66 South Park is a real surprise: from the street, it looks like a tiny cape which, since FAR regs won’t allow further expansion, appears to be far too small to accommodate a family. Once inside, however, you’ll discover that the owners have made excellent use of the space and added an eat in kitchen with adjoining family room. It’s very nice and plenty big enough, in my opinion. Fenced back yard that, while small, is perfectly serviceable and besides, South Park’s a dead end, so you can shove the kids outside to play in the street.

Not Everyone’s Away

While it may seem that the entire town has emptied out for these last weeks of summer, there is still a fair amount of real estate activity. Seventeen houses went to contract last week including one multiple bidding war for a house on Riverside Avenue. That’s not a busy week for, say, September but for the dog days of August, it’s reassuring.

Back Country Blues?

There’s a five acre plot of land in the Northwestern Back Country that sold for $2,950,000 in October, 2002. The purchasers must have changed their minds about developing it because, six months later, they put it back on the market for $3,400,000. It didn’t sell and today its asking price is $2,995,000 which probably means you could buy it for less than the sellers paid. Why is that? Did the original buyers overpay, or has the market for land in that area just dried up? I don’t know, but I do know that an awful lot of builders are holding off, for now, on starting big new expensive projects and I think this is an illustration of what happens when they do.

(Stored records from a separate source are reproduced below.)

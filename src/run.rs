//! One complete monitoring cycle: load, check, notify, persist

use std::path::PathBuf;
use std::sync::Arc;

use tracing::info;

use crate::config::{Config, DEFAULT_CONFIG_PATH};
use crate::error::MonitorError;
use crate::index::http::HttpIndexSource;
use crate::index::packages::PackagesParser;
use crate::monitor::Monitor;
use crate::notify::{ConsoleNotifier, MailNotifier, Notifier, SmtpMailer};

/// Options taken from the command line
#[derive(Debug, Clone, PartialEq, Eq)]
pub struct RunOptions {
    pub config_path: PathBuf,
    /// Write raised watermarks back to the configuration file
    pub update_config: bool,
    /// Print the report instead of mailing it
    pub dry_run: bool,
}

impl Default for RunOptions {
    fn default() -> Self {
        Self {
            config_path: PathBuf::from(DEFAULT_CONFIG_PATH),
            update_config: true,
            dry_run: false,
        }
    }
}

/// What a successful run did
#[derive(Debug, Clone, PartialEq, Eq)]
pub struct RunSummary {
    /// Rendered report; empty when nothing advanced
    pub report: String,
    pub advanced: usize,
    pub config_saved: bool,
}

/// Run a cycle with the HTTP source, the Debian parser and the notifier selected by `options`
pub async fn run(options: &RunOptions) -> Result<RunSummary, MonitorError> {
    let config = Config::load(&options.config_path)?;

    let monitor = Monitor::new(
        Arc::new(HttpIndexSource::new(&config.http)?),
        Arc::new(PackagesParser::new()),
    );

    let notifier: Box<dyn Notifier> = if options.dry_run {
        Box::new(ConsoleNotifier)
    } else {
        Box::new(MailNotifier::new(
            Box::new(SmtpMailer::new(config.email.smtp.clone())),
            config.email.header.clone(),
        ))
    };

    execute(options, config, &monitor, notifier.as_ref()).await
}

/// Check every repository, deliver a non-empty report and persist raised watermarks
///
/// Nothing is written unless every repository was checked successfully.
pub async fn execute(
    options: &RunOptions,
    config: Config,
    monitor: &Monitor,
    notifier: &dyn Notifier,
) -> Result<RunSummary, MonitorError> {
    let outcome = monitor.check(&config).await?;
    let report = outcome.report.render();

    if outcome.report.is_empty() {
        info!("No package advanced");
    } else {
        notifier.notify(&report).await;
    }

    let changed = outcome.config != config;
    let config_saved = options.update_config && changed;
    if config_saved {
        outcome.config.save(&options.config_path)?;
        info!("Updated watermarks in {}", options.config_path.display());
    }

    Ok(RunSummary {
        report,
        advanced: outcome.report.len(),
        config_saved,
    })
}
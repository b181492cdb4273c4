//! Report delivery
//!
//! - [`mailer`]: SMTP transport and message construction
//! - [`MailNotifier`]: sends the report to every configured recipient
//! - [`ConsoleNotifier`]: prints the report (dry-run mode)

pub mod mailer;

use std::io::Write;

use tracing::{error, info};

use crate::config::HeaderConfig;
pub use mailer::{MailTransport, NotificationError, OutgoingMail, SmtpMailer};

/// Destination of a rendered, non-empty report
#[async_trait::async_trait]
pub trait Notifier: Send + Sync {
    async fn notify(&self, report: &str);
}

/// Prints the report to standard output
pub struct ConsoleNotifier;

#[async_trait::async_trait]
impl Notifier for ConsoleNotifier {
    async fn notify(&self, report: &str) {
        let mut stdout = std::io::stdout().lock();
        let _ = stdout
            .write_all(report.as_bytes())
            .and_then(|_| stdout.flush())
            .inspect_err(|e| error!("Failed to print report: {}", e));
    }
}

/// Mails the report to every recipient, one message each
pub struct MailNotifier {
    transport: Box<dyn MailTransport>,
    header: HeaderConfig,
}

impl MailNotifier {
    pub fn new(transport: Box<dyn MailTransport>, header: HeaderConfig) -> Self {
        Self { transport, header }
    }
}

#[async_trait::async_trait]
impl Notifier for MailNotifier {
    /// A failed recipient is logged and does not stop delivery to the others
    async fn notify(&self, report: &str) {
        for to in &self.header.to {
            let mail = OutgoingMail {
                from: self.header.from.clone(),
                reply_to: self.header.reply_to.clone(),
                to: to.clone(),
                subject: self.header.subject.clone(),
                body: report.to_string(),
            };

            match self.transport.send(&mail).await {
                Ok(()) => info!("Sent report to {}", to),
                Err(e) => error!("Failed to send report to {}: {}", to, e),
            }
        }
    }
}
//! Repository index layer
//! - source.rs: IndexSource trait for fetching raw indices
//! - http.rs: reqwest-backed IndexSource
//! - decoder.rs: content-type / suffix based decompression
//! - parser.rs: IndexParser trait definition
//! - packages.rs: Debian `Packages` parser
//! - types.rs: PackageVersionRecord

pub mod decoder;
pub mod error;
pub mod http;
pub mod packages;
pub mod parser;
pub mod source;
pub mod types;

pub use decoder::{Compression, decode_index, select_compression};
pub use error::{DecodeError, FetchError, IndexParseError};
pub use http::HttpIndexSource;
pub use packages::PackagesParser;
pub use parser::{IndexParser, ParseError};
pub use source::{FetchedIndex, IndexSource};
pub use types::PackageVersionRecord;
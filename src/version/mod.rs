//! Debian version handling
//!
//! - [`debian`]: version parsing and dpkg ordering
//! - [`error`]: version and watermark errors

pub mod debian;
pub mod error;

pub use debian::DebianVersion;
use thiserror::Error;

#[derive(Debug, Error, Clone, PartialEq, Eq)]
pub enum VersionError {
    #[error("Empty version string")]
    Empty,

    #[error("Invalid epoch in version: {0}")]
    InvalidEpoch(String),

    #[error("Invalid upstream version: {0}")]
    InvalidUpstream(String),

    #[error("Invalid revision in version: {0}")]
    InvalidRevision(String),
}

#[derive(Debug, Error, PartialEq, Eq)]
pub enum WatermarkError {
    #[error("Invalid watermark {watermark:?} for {repository}/{package}: {source}")]
    Invalid {
        repository: String,
        package: String,
        watermark: String,
        #[source]
        source: VersionError,
    },
}
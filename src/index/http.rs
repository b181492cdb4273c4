//! HTTP(S) index source

use std::time::Duration;

use reqwest::header::CONTENT_TYPE;
use tracing::{debug, warn};

use crate::config::HttpConfig;
use crate::index::error::FetchError;
use crate::index::source::{FetchedIndex, IndexSource};

/// Index source backed by a reqwest client
pub struct HttpIndexSource {
    client: reqwest::Client,
}

impl HttpIndexSource {
    /// Creates a client honoring the configured timeouts and certificate trust policy
    pub fn new(config: &HttpConfig) -> Result<Self, FetchError> {
        if config.accept_invalid_certs {
            warn!("TLS certificate validation is disabled for repository fetches");
        }

        let client = reqwest::Client::builder()
            .user_agent(concat!("debwatch/", env!("CARGO_PKG_VERSION")))
            .connect_timeout(Duration::from_secs(config.connect_timeout))
            .timeout(Duration::from_secs(config.timeout))
            .danger_accept_invalid_certs(config.accept_invalid_certs)
            .build()
            .map_err(FetchError::Client)?;

        Ok(Self { client })
    }
}

#[async_trait::async_trait]
impl IndexSource for HttpIndexSource {
    async fn fetch(&self, url: &str) -> Result<FetchedIndex, FetchError> {
        let network_error = |source| FetchError::Network {
            url: url.to_string(),
            source,
        };

        let response = self.client.get(url).send().await.map_err(network_error)?;

        let status = response.status();

        if status == reqwest::StatusCode::NOT_FOUND {
            return Err(FetchError::NotFound(url.to_string()));
        }

        if !status.is_success() {
            warn!("Repository returned status {}: {}", status, url);
            return Err(FetchError::Status {
                url: url.to_string(),
                status,
            });
        }

        let content_type = response
            .headers()
            .get(CONTENT_TYPE)
            .and_then(|value| value.to_str().ok())
            .map(str::to_string);

        let body = response.bytes().await.map_err(network_error)?;
        debug!(
            "Fetched {} bytes from {} (content-type: {:?})",
            body.len(),
            url,
            content_type
        );

        Ok(FetchedIndex {
            url: url.to_string(),
            content_type,
            body: body.to_vec(),
        })
    }
}
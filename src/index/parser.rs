//! Index parser trait definition

use crate::index::types::PackageVersionRecord;
use crate::version::error::VersionError;

/// Trait for parsing a repository's package listing
pub trait IndexParser: Send + Sync {
    /// Parse the decoded index content and extract package/version records
    fn parse(&self, content: &str) -> Result<Vec<PackageVersionRecord>, ParseError>;
}

/// Error type for parsing operations
#[derive(Debug, thiserror::Error, PartialEq, Eq)]
pub enum ParseError {
    /// Line is neither a field, a continuation, a comment nor a separator
    #[error("Invalid syntax at line {line}: {content:?}")]
    InvalidSyntax { line: usize, content: String },

    /// Continuation line with no field to continue
    #[error("Continuation line without a field at line {line}")]
    DanglingContinuation { line: usize },

    /// Stanza lacks a mandatory field
    #[error("Stanza starting at line {line} has no {field} field")]
    MissingField { field: &'static str, line: usize },

    /// Version field cannot be parsed
    #[error("Invalid version at line {line}: {source}")]
    InvalidVersion {
        line: usize,
        #[source]
        source: VersionError,
    },
}
//! Hash functions: key to `u32`.

use core::hash::{BuildHasher, Hash};
use hashbrown::hash_map::DefaultHashBuilder;

/// A deterministic, pure function from a key to a 32-bit hash.
///
/// Implemented for every `Fn(&K) -> u32`, so closures and fn items can be
/// passed to `DirectHashMap::with_hasher` directly.
pub trait KeyHasher<K: ?Sized> {
    fn hash(&self, key: &K) -> u32;
}

impl<K: ?Sized, F> KeyHasher<K> for F
where
    F: Fn(&K) -> u32,
{
    #[inline]
    fn hash(&self, key: &K) -> u32 {
        self(key)
    }
}

/// Default hash: XOR of the key's bytes up to the first NUL.
///
/// Each byte is widened like a signed C `char`, so bytes `>= 0x80` become
/// `0xFFFF_FF80..=0xFFFF_FFFF`. Under direct indexing such keys need a
/// bucket array close to `u32::MAX` slots; see `TableConfig::max_buckets`.
#[derive(Copy, Clone, Debug, Default, PartialEq, Eq)]
pub struct ByteHash;

impl ByteHash {
    pub fn hash_bytes(bytes: &[u8]) -> u32 {
        let mut hash: u32 = 0;
        // Rotation step of the accumulator. Runs once, on zero.
        let high = hash & 0xF800_0000;
        hash <<= 5;
        hash ^= high >> 27;

        for &b in bytes.iter().take_while(|&&b| b != 0) {
            hash ^= b as i8 as u32;
        }
        hash
    }
}

impl<K> KeyHasher<K> for ByteHash
where
    K: AsRef<[u8]> + ?Sized,
{
    #[inline]
    fn hash(&self, key: &K) -> u32 {
        Self::hash_bytes(key.as_ref())
    }
}

/// Adapts a `BuildHasher` to `KeyHasher` by folding its 64-bit digest.
///
/// Produces values spread over the whole `u32` range, so pair it with
/// `Indexing::Modulo`.
#[derive(Clone, Debug, Default)]
pub struct BuildHasherHash<S = DefaultHashBuilder> {
    build: S,
}

impl<S> BuildHasherHash<S> {
    pub fn new(build: S) -> Self {
        Self { build }
    }
}

impl<K, S> KeyHasher<K> for BuildHasherHash<S>
where
    K: Hash + ?Sized,
    S: BuildHasher,
{
    #[inline]
    fn hash(&self, key: &K) -> u32 {
        let h = self.build.hash_one(key);
        (h ^ (h >> 32)) as u32
    }
}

When they Came for my Cell Phone, I was silent

Now that Connecticut has joined New Jersey in uselessly banning hand-held cell phones in cars,I wonder whether it will follow that state in another bit of lunacy: a New Jersey legislator has proposed banning cigarette smoking while driving – a distraction, she claims, worse than cell phones themselves. Pretty soon we’ll have no radios in our cars, no cupholders,and inoperable windows (they let in distracting cool breezes and odors!). It could be worse: the EU has just enacted a law that requires employers of outdoor construction workers to force them to wear shirts and sunblock. Forget the Nanny State; we’re rapidly moving toward a Nanny Universe.

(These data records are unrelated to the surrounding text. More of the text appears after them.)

#![cfg(test)]

// Property tests for DirectHashMap kept inside the crate so they can use
// internal helpers without widening the public surface.

use crate::config::{Indexing, TableConfig};
use crate::direct_hash_map::DirectHashMap;
use crate::hash::{BuildHasherHash, ByteHash, KeyHasher};
use proptest::prelude::*;
use proptest::test_runner::TestCaseError;
use std::collections::hash_map::RandomState;
use std::collections::{BTreeMap, HashMap};
use std::fmt;

// Key newtype with Borrow<str> to exercise borrowed lookup.
#[derive(Clone, Eq, PartialEq, Ord, PartialOrd, Hash)]
struct Key(String);
impl fmt::Debug for Key {
    fn fmt(&self, f: &mut fmt::Formatter<'_>) -> fmt::Result {
        self.0.fmt(f)
    }
}
impl std::borrow::Borrow<str> for Key {
    fn borrow(&self) -> &str {
        &self.0
    }
}
impl AsRef<[u8]> for Key {
    fn as_ref(&self) -> &[u8] {
        self.0.as_bytes()
    }
}

// Hash by length only: every key of equal length shares a bucket.
#[derive(Clone, Copy)]
struct LenHash;
impl KeyHasher<str> for LenHash {
    fn hash(&self, key: &str) -> u32 {
        key.len() as u32
    }
}
impl KeyHasher<Key> for LenHash {
    fn hash(&self, key: &Key) -> u32 {
        key.0.len() as u32
    }
}

// Pool-indexed operations so shrinking moves toward earlier keys and
// shorter op lists.
#[derive(Clone, Debug)]
enum OpI {
    Insert(usize, i32),
    Get(usize),
    Remove(usize),
    Mutate(usize, i32),
    Contains(String),
    Clear,
    Iterate,
}

fn key_from(pool: &[String], i: usize) -> Key {
    Key(pool[i].clone())
}

fn arb_scenario() -> impl Strategy<Value = (Vec<String>, Vec<OpI>)> {
    proptest::collection::vec("[a-z]{0,5}", 1..=8).prop_flat_map(|pool| {
        let idxs: Vec<usize> = (0..pool.len()).collect();
        let idx = proptest::sample::select(idxs);
        let contains_pool = proptest::sample::select(pool.clone());
        let op = prop_oneof![
            4 => (idx.clone(), any::<i32>()).prop_map(|(i, v)| OpI::Insert(i, v)),
            2 => idx.clone().prop_map(OpI::Get),
            2 => idx.clone().prop_map(OpI::Remove),
            1 => (idx.clone(), any::<i32>()).prop_map(|(i, d)| OpI::Mutate(i, d)),
            1 => prop_oneof![
                contains_pool.prop_map(|s: String| s),
                "[a-z]{0,5}".prop_map(|s| s)
            ]
            .prop_map(OpI::Contains),
            1 => Just(OpI::Clear),
            1 => Just(OpI::Iterate),
        ];
        proptest::collection::vec(op, 1..60).prop_map(move |ops| (pool.clone(), ops))
    })
}

// State-machine equivalence against std::collections::HashMap.
// Invariants checked after every op:
// - `get`/`contains_key` agree with the model; `remove` returns the model's value.
// - Re-insert overwrites in place; `len` matches the model.
// - Chain lengths across all buckets sum to `len`.
// - Capacity never shrinks (clear included).
// - Iteration yields each live entry exactly once.
fn run_state_machine<H>(
    mut sut: DirectHashMap<Key, i32, H>,
    pool: &[String],
    ops: Vec<OpI>,
) -> Result<(), TestCaseError>
where
    H: KeyHasher<Key> + KeyHasher<str>,
{
    let mut model: HashMap<Key, i32> = HashMap::new();

    for op in ops {
        let capacity_before = sut.capacity();
        match op {
            OpI::Insert(i, v) => {
                let k = key_from(pool, i);
                let stored = *sut.insert(k.clone(), v).expect("small hashes always fit");
                prop_assert_eq!(stored, v);
                model.insert(k, v);
            }
            OpI::Get(i) => {
                let k = key_from(pool, i);
                prop_assert_eq!(sut.get(&k), model.get(&k));
            }
            OpI::Remove(i) => {
                let k = key_from(pool, i);
                prop_assert_eq!(sut.remove(&k), model.remove(&k));
                prop_assert!(sut.get(&k).is_none());
            }
            OpI::Mutate(i, d) => {
                let k = key_from(pool, i);
                match (sut.get_mut(&k), model.get_mut(&k)) {
                    (Some(s), Some(m)) => {
                        *s = s.saturating_add(d);
                        *m = m.saturating_add(d);
                    }
                    (None, None) => {}
                    (s, m) => prop_assert!(false, "presence mismatch: {:?} vs {:?}", s, m),
                }
            }
            OpI::Contains(s) => {
                let has_model = model.keys().any(|k| k.0 == s);
                prop_assert_eq!(sut.contains_key(s.as_str()), has_model);
            }
            OpI::Clear => {
                sut.clear();
                model.clear();
                prop_assert_eq!(sut.capacity(), capacity_before);
            }
            OpI::Iterate => {
                let seen: BTreeMap<Key, i32> =
                    sut.iter().map(|(k, v)| (k.clone(), *v)).collect();
                let expected: BTreeMap<Key, i32> =
                    model.iter().map(|(k, v)| (k.clone(), *v)).collect();
                prop_assert_eq!(sut.iter().count(), model.len());
                prop_assert_eq!(seen, expected);
            }
        }

        prop_assert!(sut.capacity() >= capacity_before);
        prop_assert_eq!(sut.len(), model.len());
        prop_assert_eq!(sut.is_empty(), model.is_empty());
        let chained: usize = (0..sut.capacity()).map(|i| sut.bucket_len(i)).sum();
        prop_assert_eq!(chained, sut.len());
    }
    Ok(())
}

proptest! {
    #![proptest_config(ProptestConfig { cases: 64, .. ProptestConfig::default() })]

    // Default byte hash with direct indexing. XOR folding of short ASCII
    // keys collides often, so chains get exercised too.
    #[test]
    fn prop_state_machine_byte_hash((pool, ops) in arb_scenario()) {
        let sut: DirectHashMap<Key, i32> = DirectHashMap::with_hasher(ByteHash);
        run_state_machine(sut, &pool, ops)?;
    }

    // Length-only hash from a zero-bucket start: every insert of a longer
    // key grows the array, every equal-length key collides.
    #[test]
    fn prop_state_machine_with_collisions((pool, ops) in arb_scenario()) {
        let config = TableConfig::new().initial_buckets(0);
        let sut = DirectHashMap::with_config(config, LenHash).unwrap();
        run_state_machine(sut, &pool, ops)?;
    }

    // Modulo indexing over a full-range hash, starting tiny so the array
    // is redistributed repeatedly.
    #[test]
    fn prop_state_machine_modulo((pool, ops) in arb_scenario()) {
        let config = TableConfig::new().indexing(Indexing::Modulo).initial_buckets(1);
        let sut = DirectHashMap::with_config(config, BuildHasherHash::new(RandomState::new())).unwrap();
        run_state_machine(sut, &pool, ops)?;
    }
}
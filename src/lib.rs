//! direct-hashmap: a single-threaded chained hash map whose bucket is
//! selected by a pluggable 32-bit hash, by default used directly as the
//! bucket array index.
//!
//! Internal Design:
//!
//! Summary
//! - `DirectHashMap<K, V, H>` owns a bucket array and a hash function
//!   `H: KeyHasher<K>` (key to `u32`). Keys compare with `Eq`.
//! - Layers:
//!   - `bucket::Buckets<K, V>`: the storage. Each slot embeds the head
//!     entry of its chain inline; colliding entries live in a `SlotMap`
//!     arena and are linked by arena key.
//!   - `DirectHashMap`: hashing, indexing policy, growth, and the public
//!     API on top of `Buckets`.
//!
//! Indexing
//! - `Indexing::Direct` (default): bucket = hash. An insert whose hash is
//!   `>= capacity` grows the array to `hash + 1` slots. The array never
//!   shrinks, so memory follows the largest hash seen, not the entry count.
//!   `TableConfig::max_buckets` bounds that growth.
//! - `Indexing::Modulo`: bucket = hash % capacity; the array doubles once
//!   the load exceeds 3/4 and entries move by their stored hash.
//!
//! Hasher invariants
//! - Each entry stores the `u32` computed at insert. Redistribution uses
//!   the stored value and never calls the hash function again.
//! - Lookups for a key whose hash lies beyond the array report "absent";
//!   only `bucket_index` surfaces `TableError::OutOfRangeIndex`.
//!
//! Failure model
//! - Growth reserves the new storage before moving anything. If that
//!   fails (allocator refusal, ceiling, `usize` overflow) the insert
//!   returns `TableError::AllocationFailure` and the table is unchanged.
//! - Absent keys on `get`/`remove`, duplicate inserts, and clearing an
//!   empty table are not errors.
//!
//! Reentrancy
//! - The hash function and `K: Eq` run while a chain is being walked. A
//!   debug-only guard panics if either re-enters the same table.
//!
//! Notes and non-goals
//! - Single-threaded: `!Send`/`!Sync`. Wrap in a lock for shared use.
//! - Iteration order is bucket order and nothing more.
//! - `teardown(self)` releases everything explicitly; dropping the table
//!   releases the same memory.

mod bucket;
pub mod config;
pub mod direct_hash_map;
mod direct_hash_map_proptest;
pub mod error;
pub mod hash;
mod reentrancy;

// Public surface
pub use config::{Indexing, TableConfig, DEFAULT_BUCKETS, DEFAULT_MAX_BUCKETS};
pub use direct_hash_map::{DirectHashMap, Iter};
pub use error::TableError;
pub use hash::{BuildHasherHash, ByteHash, KeyHasher};
use thiserror::Error;

/// Errors reported by `DirectHashMap`.
///
/// Lookups and removals never surface these; they treat an unreachable
/// bucket as an absent key. Only growth and explicit index queries do.
#[derive(Debug, Clone, PartialEq, Eq, Error)]
pub enum TableError {
    /// The key's hash does not address a bucket of the current array.
    #[error("bucket index {index} is out of range for capacity {capacity}")]
    OutOfRangeIndex { index: usize, capacity: usize },

    /// The bucket array could not be grown to `requested` slots. The table
    /// is left exactly as it was before the call.
    #[error("cannot allocate a bucket array of {requested} slots")]
    AllocationFailure { requested: usize },
}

The energy bill just passed by Congress finally eliminates the requirement to add MBTB or ethanol into gasoline. Greenwich Time says that this is because cars no longer need it to burn cleanly but the sad truth is, cars never needed the stuff. Not since fuel injection became standard, and that was before Congress imposed the requirement to begin with. No this was always a sop to corn farmers in Iowa and, as evidence of that, note that, even though we’re no longer required to put ethanol in our gasoline, the same energy bill mandates a doubling of ethanol production, all subsidized by the taxpayer. I don’t know what we’re supposed to do with this wonderful product that absorbs moisture and ruins gasoline and uses more energy to produce than it yields, but I doubt Congress does either. Nor does it care.